• **Work required**:
Whenever the string "with" appears in a line below, please copy the line out.

● ● ● ● ● ● ●

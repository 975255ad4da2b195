//! Provider for Ollama's native API.
//!
//! Endpoint: `/api/chat`, non-streaming, with `format: "json"` when the
//! request asks for JSON output.

use super::{parse_retry_after, CompletionRequest, CompletionResponse, Provider};
use crate::error::{GenError, Result};
use async_trait::async_trait;
use reqwest::Client;
use serde_json::{json, Value};

/// Provider for a local or remote Ollama daemon.
#[derive(Debug, Clone)]
pub struct OllamaProvider {
    base_url: String,
}

impl OllamaProvider {
    pub fn new(base_url: impl Into<String>) -> Self {
        Self {
            base_url: base_url.into(),
        }
    }

    /// Default local daemon at `http://localhost:11434`.
    pub fn local() -> Self {
        Self::new("http://localhost:11434")
    }

    fn build_body(request: &CompletionRequest) -> Value {
        let messages: Vec<Value> = request
            .messages
            .iter()
            .map(|m| json!({"role": m.role.as_str(), "content": m.content}))
            .collect();

        let mut body = json!({
            "model": request.model,
            "messages": messages,
            "stream": false,
            "options": {
                "temperature": request.temperature,
                "num_predict": request.max_tokens,
            },
        });
        if request.json_mode {
            body["format"] = json!("json");
        }
        body
    }
}

#[async_trait]
impl Provider for OllamaProvider {
    async fn complete(
        &self,
        client: &Client,
        request: &CompletionRequest,
    ) -> Result<CompletionResponse> {
        let base = self.base_url.trim_end_matches('/');
        let url = format!("{}/api/chat", base);
        let body = Self::build_body(request);

        let resp = client.post(&url).json(&body).send().await?;
        let status = resp.status().as_u16();

        if status == 429 {
            let retry_after = resp
                .headers()
                .get("retry-after")
                .and_then(|v| v.to_str().ok())
                .and_then(parse_retry_after);
            return Err(GenError::RateLimit { retry_after });
        }
        if !resp.status().is_success() {
            let detail = resp.text().await.unwrap_or_default();
            return Err(GenError::Network {
                status: Some(status),
                detail,
            });
        }

        let json_resp: Value = resp.json().await?;
        let text = json_resp
            .get("message")
            .and_then(|m| m.get("content"))
            .and_then(Value::as_str)
            .unwrap_or("")
            .to_string();

        let mut meta = serde_json::Map::new();
        for key in ["model", "total_duration", "eval_count"] {
            if let Some(v) = json_resp.get(key) {
                meta.insert(key.into(), v.clone());
            }
        }

        Ok(CompletionResponse {
            text,
            metadata: if meta.is_empty() {
                None
            } else {
                Some(Value::Object(meta))
            },
        })
    }

    fn name(&self) -> &'static str {
        "ollama"
    }
}
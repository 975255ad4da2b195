//! Provider trait and normalized request/response types.
//!
//! The [`Provider`] trait abstracts over LLM backends, translating between
//! normalized [`CompletionRequest`]/[`CompletionResponse`] types and
//! provider-specific HTTP APIs. Built-in implementations:
//! [`OpenAiProvider`], [`OllamaProvider`], and [`MockProvider`] for tests.
//!
//! ```text
//! Executor ──► CompletionRequest ──► Provider::complete() ──► CompletionResponse
//!                                            │
//!                                 ┌──────────┴──────────┐
//!                           OpenAiProvider        OllamaProvider
//!                        /v1/chat/completions        /api/chat
//! ```

pub mod mock;
pub mod ollama;
pub mod openai;

pub use mock::{MockProvider, ScriptedResponse};
pub use ollama::OllamaProvider;
pub use openai::OpenAiProvider;

use crate::error::Result;
use async_trait::async_trait;
use reqwest::Client;

/// A normalized completion request. Providers translate this into their
/// wire format; nothing provider-specific leaks above this boundary.
#[derive(Debug, Clone)]
pub struct CompletionRequest {
    /// Model identifier (e.g. `"gpt-4o"`, `"llama3.2:3b"`).
    pub model: String,

    /// Full conversation: system instruction first, then the user turn(s).
    pub messages: Vec<ChatMessage>,

    /// Sampling temperature.
    pub temperature: f32,

    /// Completion token cap.
    pub max_tokens: u32,

    /// Ask the provider to constrain output to a JSON object where the
    /// API supports it. Stages that expect JSON always set this.
    pub json_mode: bool,
}

impl CompletionRequest {
    /// A single-turn request: system instruction plus one user prompt.
    pub fn chat(
        model: impl Into<String>,
        system: impl Into<String>,
        user: impl Into<String>,
    ) -> Self {
        Self {
            model: model.into(),
            messages: vec![
                ChatMessage {
                    role: Role::System,
                    content: system.into(),
                },
                ChatMessage {
                    role: Role::User,
                    content: user.into(),
                },
            ],
            temperature: 0.7,
            max_tokens: 2048,
            json_mode: true,
        }
    }
}

/// A single message in a chat conversation.
#[derive(Debug, Clone)]
pub struct ChatMessage {
    pub role: Role,
    pub content: String,
}

/// The role of a chat message author.
#[derive(Debug, Clone, Copy, PartialEq, Eq)]
pub enum Role {
    System,
    User,
    Assistant,
}

impl Role {
    pub(crate) fn as_str(self) -> &'static str {
        match self {
            Role::System => "system",
            Role::User => "user",
            Role::Assistant => "assistant",
        }
    }
}

/// A normalized completion response.
#[derive(Debug)]
pub struct CompletionResponse {
    /// The generated text content.
    pub text: String,

    /// Provider-specific metadata (token counts, model info).
    /// Stored as raw JSON since each provider returns different fields.
    pub metadata: Option<serde_json::Value>,
}

/// Abstraction over LLM providers.
///
/// Implementors map their transport and API failures into
/// [`GenError`](crate::GenError) variants so the retry orchestrator can
/// branch on cause: 429 becomes `RateLimit` (with any `Retry-After` hint),
/// 5xx becomes `Network`, policy refusals become `ContentFilter`.
///
/// Object-safe; the engine holds an `Arc<dyn Provider>`.
#[async_trait]
pub trait Provider: Send + Sync {
    /// Execute one completion call. No retry here: the orchestrator owns
    /// retry, backoff, and fallback policy.
    async fn complete(
        &self,
        client: &Client,
        request: &CompletionRequest,
    ) -> Result<CompletionResponse>;

    /// Human-readable name for event reporting.
    fn name(&self) -> &'static str;
}

/// Parse a `Retry-After` header value as integer seconds.
pub(crate) fn parse_retry_after(value: &str) -> Option<std::time::Duration> {
    value
        .trim()
        .parse::<u64>()
        .ok()
        .map(std::time::Duration::from_secs)
}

● ● ● ● ● ● ●

• **Task solution**:
//! Endpoint: `/api/chat`, non-streaming, with `format: "json"` when the
/// branch on cause: 429 becomes `RateLimit` (with any `Retry-After` hint),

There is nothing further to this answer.